After a tumultuous first three months of the season, the AFC West is back in the hands of the Kansas City Chiefs, as the Los Angeles Chargers, Las Vegas Raiders and Denver Broncos stare up at them.
How can do the Broncos stack up against the teams in front of them in the standings, particularly the Chiefs? Let’s take a look.
1. Kansas City Chiefs
At this point, it feels inevitable that the Kansas City Chiefs will waltz their way to yet another AFC West title.
The other three teams in the division are deeply flawed, while the Chiefs are peaking at the right time.
The defense is far from being a strong unit, but it’s no longer performing like the worst defense in the history of the NFL and is replicating their defensive formula from prior seasons that made the Chiefs a Super Bowl contender. That being, playing hyper-aggressive and making just enough big plays to turn the tide.
The offense isn’t rolling yet either really, and Patrick Mahomes still looks a little off, but Kansas City’s offense has earned the benefit of the doubt and it feels likely that Andy Reid will get the offense back on track before the season’s end.
2. Los Angeles Chargers
The Los Angeles Chargers gifted us one of the season’s classic battles with their Sunday Night Football battle against the Pittsburgh Steelers, and while aspects of that performance looked very impressive, the defense remained a major problem.
It’s far too early to leap down Brandon Staley’s throat for the defensive failures, as the problem seems to be a severe lack of talent — particularly in the front-seven — but he has not helped the defense to the degree the Bolts had hoped.
Against the Steelers, the Chargers made ‘Old Man Roethlisberger’ look like ‘Big Ben’ again as he carved them up like a turkey on Thanksgiving. Meanwhile, Najee Harris and the rest of Pittsburgh’s ground attack turned in a poor performance, but Los Angeles’ run defense is still one of the two worst in the NFL by a wide margin.
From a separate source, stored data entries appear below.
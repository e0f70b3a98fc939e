//! The currently active camera path, shared between reconnection and streaming

use crate::control::{CameraControl, CameraControlClient};
use crate::errors::TetherError;
use crate::net::TransportFactory;
use crate::types::{CameraEndpoint, NetworkInterfaceDescriptor};
use std::sync::atomic::{AtomicU64, Ordering};
use std::sync::{Arc, RwLock};

/// Turns an endpoint plus an optional interface into a ready control client
pub trait Connector: Send + Sync {
    fn connect(
        &self,
        endpoint: CameraEndpoint,
        interface: Option<&NetworkInterfaceDescriptor>,
    ) -> Result<Arc<dyn CameraControl>, TetherError>;
}

/// HTTP connector: binds a transport and wraps it in a [`CameraControlClient`]
#[derive(Debug, Clone)]
pub struct HttpConnector {
    factory: TransportFactory,
}

impl HttpConnector {
    pub fn new(factory: TransportFactory) -> Self {
        Self { factory }
    }
}

impl Connector for HttpConnector {
    fn connect(
        &self,
        endpoint: CameraEndpoint,
        interface: Option<&NetworkInterfaceDescriptor>,
    ) -> Result<Arc<dyn CameraControl>, TetherError> {
        let transport = self.factory.bind(interface)?;
        Ok(Arc::new(CameraControlClient::new(endpoint, transport)))
    }
}

/// Holder of the active control client.
///
/// Replacement swaps the whole `Arc`, so readers see either the old link or
/// the new one, never a mix. Each attach event takes a generation; only the
/// newest generation may install a wired link.
pub struct ActiveLink {
    current: RwLock<Arc<dyn CameraControl>>,
    attach_generation: AtomicU64,
}

impl ActiveLink {
    pub fn new(initial: Arc<dyn CameraControl>) -> Self {
        Self {
            current: RwLock::new(initial),
            attach_generation: AtomicU64::new(0),
        }
    }

    pub fn current(&self) -> Arc<dyn CameraControl> {
        match self.current.read() {
            Ok(guard) => guard.clone(),
            Err(poisoned) => poisoned.into_inner().clone(),
        }
    }

    pub fn endpoint(&self) -> CameraEndpoint {
        self.current().endpoint().clone()
    }

    /// Start a new attach generation, superseding every earlier one
    pub fn begin_attach(&self) -> u64 {
        self.attach_generation.fetch_add(1, Ordering::SeqCst) + 1
    }

    pub fn is_current(&self, generation: u64) -> bool {
        self.attach_generation.load(Ordering::SeqCst) == generation
    }

    /// Install `control` if `generation` is still the newest attach.
    ///
    /// The generation check and the swap happen under the same write lock.
    pub fn install(&self, generation: u64, control: Arc<dyn CameraControl>) -> bool {
        let mut guard = match self.current.write() {
            Ok(guard) => guard,
            Err(poisoned) => poisoned.into_inner(),
        };
        if !self.is_current(generation) {
            return false;
        }
        log::info!("Active camera link is now {}", control.endpoint());
        *guard = control;
        true
    }

    /// Discard the current link unconditionally and supersede in-flight attaches
    pub fn reset(&self, control: Arc<dyn CameraControl>) {
        let mut guard = match self.current.write() {
            Ok(guard) => guard,
            Err(poisoned) => poisoned.into_inner(),
        };
        self.attach_generation.fetch_add(1, Ordering::SeqCst);
        log::info!("Active camera link reset to {}", control.endpoint());
        *guard = control;
    }
}
//! Tests for the HTTP control client
//!
//! Runs against a minimal in-process HTTP server so every reply shape the
//! camera can produce is covered without hardware.

use camtether::control::{negotiate_wired_mode, wired_mode_params, CameraControl, Params};
use camtether::net::TransportFactory;
use camtether::testing::interface;
use camtether::{
    CameraCommand, CameraControlClient, CameraEndpoint, ControlFailure, TetherConfig,
    TransportProfile,
};
use std::net::SocketAddr;
use std::sync::{Arc, Mutex};
use tokio::io::{AsyncReadExt, AsyncWriteExt};
use tokio::net::TcpListener;

/// Serve `replies` in order (the last one repeats) and record request lines
async fn stub_camera(replies: Vec<(u16, &'static str)>) -> (SocketAddr, Arc<Mutex<Vec<String>>>) {
    let listener = TcpListener::bind("127.0.0.1:0").await.unwrap();
    let addr = listener.local_addr().unwrap();
    let requests = Arc::new(Mutex::new(Vec::new()));
    let seen = requests.clone();

    tokio::spawn(async move {
        let mut served = 0usize;
        loop {
            let Ok((mut socket, _)) = listener.accept().await else {
                break;
            };

            let mut buf = Vec::new();
            let mut chunk = [0u8; 1024];
            while !buf.windows(4).any(|w| w == b"\r\n\r\n") {
                match socket.read(&mut chunk).await {
                    Ok(0) | Err(_) => break,
                    Ok(n) => buf.extend_from_slice(&chunk[..n]),
                }
            }
            let text = String::from_utf8_lossy(&buf);
            let request_line = text.lines().next().unwrap_or_default().to_string();
            seen.lock().unwrap().push(request_line);

            let (status, body) = replies[served.min(replies.len() - 1)];
            served += 1;
            let response = format!(
                "HTTP/1.1 {} Stub\r\nContent-Length: {}\r\nConnection: close\r\n\r\n{}",
                status,
                body.len(),
                body
            );
            let _ = socket.write_all(response.as_bytes()).await;
            let _ = socket.shutdown().await;
        }
    });

    (addr, requests)
}

fn ap_client(addr: SocketAddr) -> CameraControlClient {
    let factory = TransportFactory::new(TetherConfig::default().transport);
    CameraControlClient::new(
        CameraEndpoint::new(format!("http://{}/", addr), TransportProfile::AccessPoint),
        factory.bind(None).unwrap(),
    )
}

#[cfg(test)]
mod control_client_tests {
    use super::*;

    #[tokio::test]
    async fn test_success_requires_2xx_and_body() {
        let (addr, requests) = stub_camera(vec![(200, "{}")]).await;
        let client = ap_client(addr);

        let body = client
            .call(CameraCommand::StartStream, &Params::new())
            .await
            .unwrap();
        assert_eq!(&body[..], b"{}");
        assert_eq!(
            requests.lock().unwrap()[0],
            "GET /gopro/camera/stream/start HTTP/1.1"
        );
    }

    #[tokio::test]
    async fn test_non_2xx_is_http_error() {
        let (addr, _) = stub_camera(vec![(500, "busy")]).await;
        let client = ap_client(addr);

        let result = client.call(CameraCommand::StopStream, &Params::new()).await;
        assert_eq!(result, Err(ControlFailure::HttpError(500)));
    }

    #[tokio::test]
    async fn test_empty_body_is_failure() {
        let (addr, _) = stub_camera(vec![(200, "")]).await;
        let client = ap_client(addr);

        let result = client
            .call(CameraCommand::StopRecording, &Params::new())
            .await;
        assert_eq!(result, Err(ControlFailure::EmptyBody));
    }

    #[tokio::test]
    async fn test_connection_refused_is_network_error() {
        let listener = std::net::TcpListener::bind("127.0.0.1:0").unwrap();
        let addr = listener.local_addr().unwrap();
        drop(listener);

        let client = ap_client(addr);
        let result = client.call(CameraCommand::StartRecording, &Params::new()).await;
        assert!(matches!(result, Err(ControlFailure::NetworkError(_))));
    }

    #[tokio::test]
    async fn test_params_become_query_string() {
        let (addr, requests) = stub_camera(vec![(200, "{}")]).await;
        let client = ap_client(addr);

        client
            .call(CameraCommand::WiredUsbControl, &wired_mode_params(true))
            .await
            .unwrap();
        assert_eq!(
            requests.lock().unwrap()[0],
            "GET /gopro/camera/control/wired_usb?p=1 HTTP/1.1"
        );
    }

    #[tokio::test]
    async fn test_negotiation_continues_after_failed_off() {
        let (addr, requests) = stub_camera(vec![(500, "no"), (200, "{}")]).await;
        let client = ap_client(addr);

        assert!(negotiate_wired_mode(&client).await.is_ok());
        let requests = requests.lock().unwrap();
        assert_eq!(requests.len(), 2);
        assert!(requests[0].contains("wired_usb?p=0"));
        assert!(requests[1].contains("wired_usb?p=1"));
    }

    #[tokio::test]
    async fn test_interface_bound_client_reaches_camera() {
        let (addr, requests) = stub_camera(vec![(200, "{\"ok\":true}")]).await;
        let factory = TransportFactory::new(TetherConfig::default().transport);
        let loopback = interface("lo", &["127.0.0.1"]);

        let client = CameraControlClient::new(
            CameraEndpoint::new(format!("http://{}/", addr), TransportProfile::WiredInterface),
            factory.bind(Some(&loopback)).unwrap(),
        );
        assert_eq!(client.transport().interface(), Some("lo"));

        assert!(client
            .call(CameraCommand::StartStream, &Params::new())
            .await
            .is_ok());
        assert_eq!(requests.lock().unwrap().len(), 1);
    }
}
The Chargers are allowing an EPA/rushing attempt of 0.32, just worse than the Vikings at 0.29, but the difference between Los Angeles and the 30th-ranked run-defense is the same as the difference between the 30th-ranked run-defense and the 22nd-ranked run-defense (coincidentally the Denver Broncos).
3. Las Vegas Raiders
The Las Vegas Raiders appear shipwrecked and have appeared as such ever since the awful Henry Ruggs tragedy.
Of course there’s the unquantifiable mental toll, which piled on top of a team already having to manage the resignation of their head coach and all the hateful things he was caught saying, but the on-field impact has been massive.
The Raiders no longer have a vertical threat to stretch the field, and Derek Carr looks wholly pedestrian as a result. The offensive line is among the worst in the league, which exacerbates Carr’s struggles and also prevents the run game from rolling, which perpetuates those struggles even further.
Meanwhile, the defense — which has stunningly become the strength of the team — is nowhere near talented enough to carry this moribund offense and jumbled coaching staff into the postseason.
The Broncos have their way out of the cellar.
4. Denver Broncos
As the Broncos were on a bye week, they’ve really only received positive news, but nothing substantial enough to see them make progress in these power rankings.
The Tim Patrick and Courtland Sutton contracts both figure to be steals, with the former never earning more than the average salaries of Curtis Samuel or Nelson Agholor, and the latter never earning more than Brandin Cooks’ average salary.
With that said, it doesn’t move the needle much for this season, as the only immediate positive to come out of this would be a morale boost, and that feels fairly unlikely to turn their season around.
The Broncos are still gaining on the rest of the AFC West though, particularly the Raiders, though that has more to do with the incompetence of their foes than with their own success.